The indoor tombs, meanwhile, possess rectangular-shaped, heavy marble doors with a brass handle. These doors have to be lifted up and out of their grooved ‘slots’, when it is time for a family to inter a new urn of ash.
So far I have not encountered any of these tombs running out of space for such urns (narrow as they are, they are still tall and have three separate shelves inside), but then this mausoleum only dates from 1959.
The plywood shelves installed at that time are now rotting, however. So when it is impossible to work outside because of the weather, and we have run out of other things to do inside the temple, Unki-san and I continue slowly replacing these shelves with ones made from wood.
Frustratingly, every shelf is slightly different in size – width, length or both – and so has to be measured and cut especially to fit.
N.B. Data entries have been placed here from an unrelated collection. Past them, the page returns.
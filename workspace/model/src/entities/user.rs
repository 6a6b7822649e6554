use chrono::NaiveDateTime;
use sea_orm::entity::prelude::*;

/// A registered user. Every other entity in the ledger is owned, directly or
/// transitively, by exactly one user.
#[derive(Clone, Debug, PartialEq, Eq, DeriveEntityModel)]
#[sea_orm(table_name = "users")]
pub struct Model {
    #[sea_orm(primary_key)]
    pub id: i32,
    #[sea_orm(unique)]
    pub username: String,
    /// Opaque bearer token presented on every authenticated request.
    #[sea_orm(unique)]
    pub api_token: String,
    /// One-shot token for the password-reset flow, if one is pending.
    pub password_reset_token: Option<String>,
    pub password_reset_expires_at: Option<NaiveDateTime>,
}

#[derive(Copy, Clone, Debug, EnumIter, DeriveRelation)]
pub enum Relation {
    #[sea_orm(has_many = "super::account::Entity")]
    Account,
    #[sea_orm(has_many = "super::category::Entity")]
    Category,
    #[sea_orm(has_many = "super::debtor::Entity")]
    Debtor,
    #[sea_orm(has_many = "super::subscription::Entity")]
    Subscription,
    #[sea_orm(has_many = "super::transaction::Entity")]
    Transaction,
}

impl Related<super::account::Entity> for Entity {
    fn to() -> RelationDef {
        Relation::Account.def()
    }
}

impl Related<super::transaction::Entity> for Entity {
    fn to() -> RelationDef {
        Relation::Transaction.def()
    }
}

impl ActiveModelBehavior for ActiveModel {}
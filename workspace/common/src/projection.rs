use chrono::NaiveDate;
use rust_decimal::Decimal;
use serde::{Deserialize, Serialize};
use utoipa::ToSchema;

/// A computed-on-demand occurrence of a recurring subscription.
///
/// Virtual occurrences are transaction-shaped records produced for calendar
/// reporting and summary composition. They are never persisted and never
/// payable; the synthetic id keeps them distinguishable from real
/// transactions on the wire.
#[derive(Debug, Clone, PartialEq, Serialize, Deserialize, ToSchema)]
pub struct VirtualOccurrence {
    /// Synthetic identifier: `virtual-{subscription_id}-{date}`.
    pub id: String,
    pub subscription_id: i32,
    pub description: String,
    pub amount: Decimal,
    /// Kind of the generating subscription, `"Income"` or `"Expense"`.
    pub kind: String,
    pub date: NaiveDate,
    /// Always true; kept on the wire so clients can filter projections out.
    pub is_virtual: bool,
}

impl VirtualOccurrence {
    pub fn new(
        subscription_id: i32,
        description: impl Into<String>,
        amount: Decimal,
        kind: impl Into<String>,
        date: NaiveDate,
    ) -> Self {
        Self {
            id: format!("virtual-{subscription_id}-{date}"),
            subscription_id,
            description: description.into(),
            amount,
            kind: kind.into(),
            date,
            is_virtual: true,
        }
    }
}

/// Outcome of one run of the materializing subscription processor.
///
/// The batch is best effort: a failure on one subscription is recorded here
/// and does not abort the rest of the run.
#[derive(Debug, Clone, Default, PartialEq, Serialize, Deserialize, ToSchema)]
pub struct ProcessingReport {
    pub processed_count: u64,
    pub errors: Vec<ProcessingError>,
}

/// A single failed subscription within a processing run.
#[derive(Debug, Clone, PartialEq, Serialize, Deserialize, ToSchema)]
pub struct ProcessingError {
    pub subscription_id: i32,
    pub subscription_name: String,
    pub message: String,
}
We also have to be extremely careful when lifting up the heavy doors for the first time. Because some of the shelves are in such poor condition that they have already partially collapsed – meaning that one or possibly more urns of ashes are now ‘propped’ at an angle against the interior of the door.
Lift up the door too quickly, and the urn falls onto the floor in front of the tomb and deposits its contents upon the thin carpet.
This happens to Unki-san and me as we work today.
I lift the door… and with a cry Unki-san attempts to catch the large, heavy urn as it falls towards the floor.
No dice. Ash and small bits of bone – the largest piece looks as though it was once part of a skull –spill out as the urn impacts.
(It doesn’t break, but the lid is knocked off…)
…Incidentally, the first time I attended a funeral, I was shocked when, following the cremation, the still-hot bones of the deceased – my mother-in-law’s uncle – were wheeled out on a trolley for all to observe.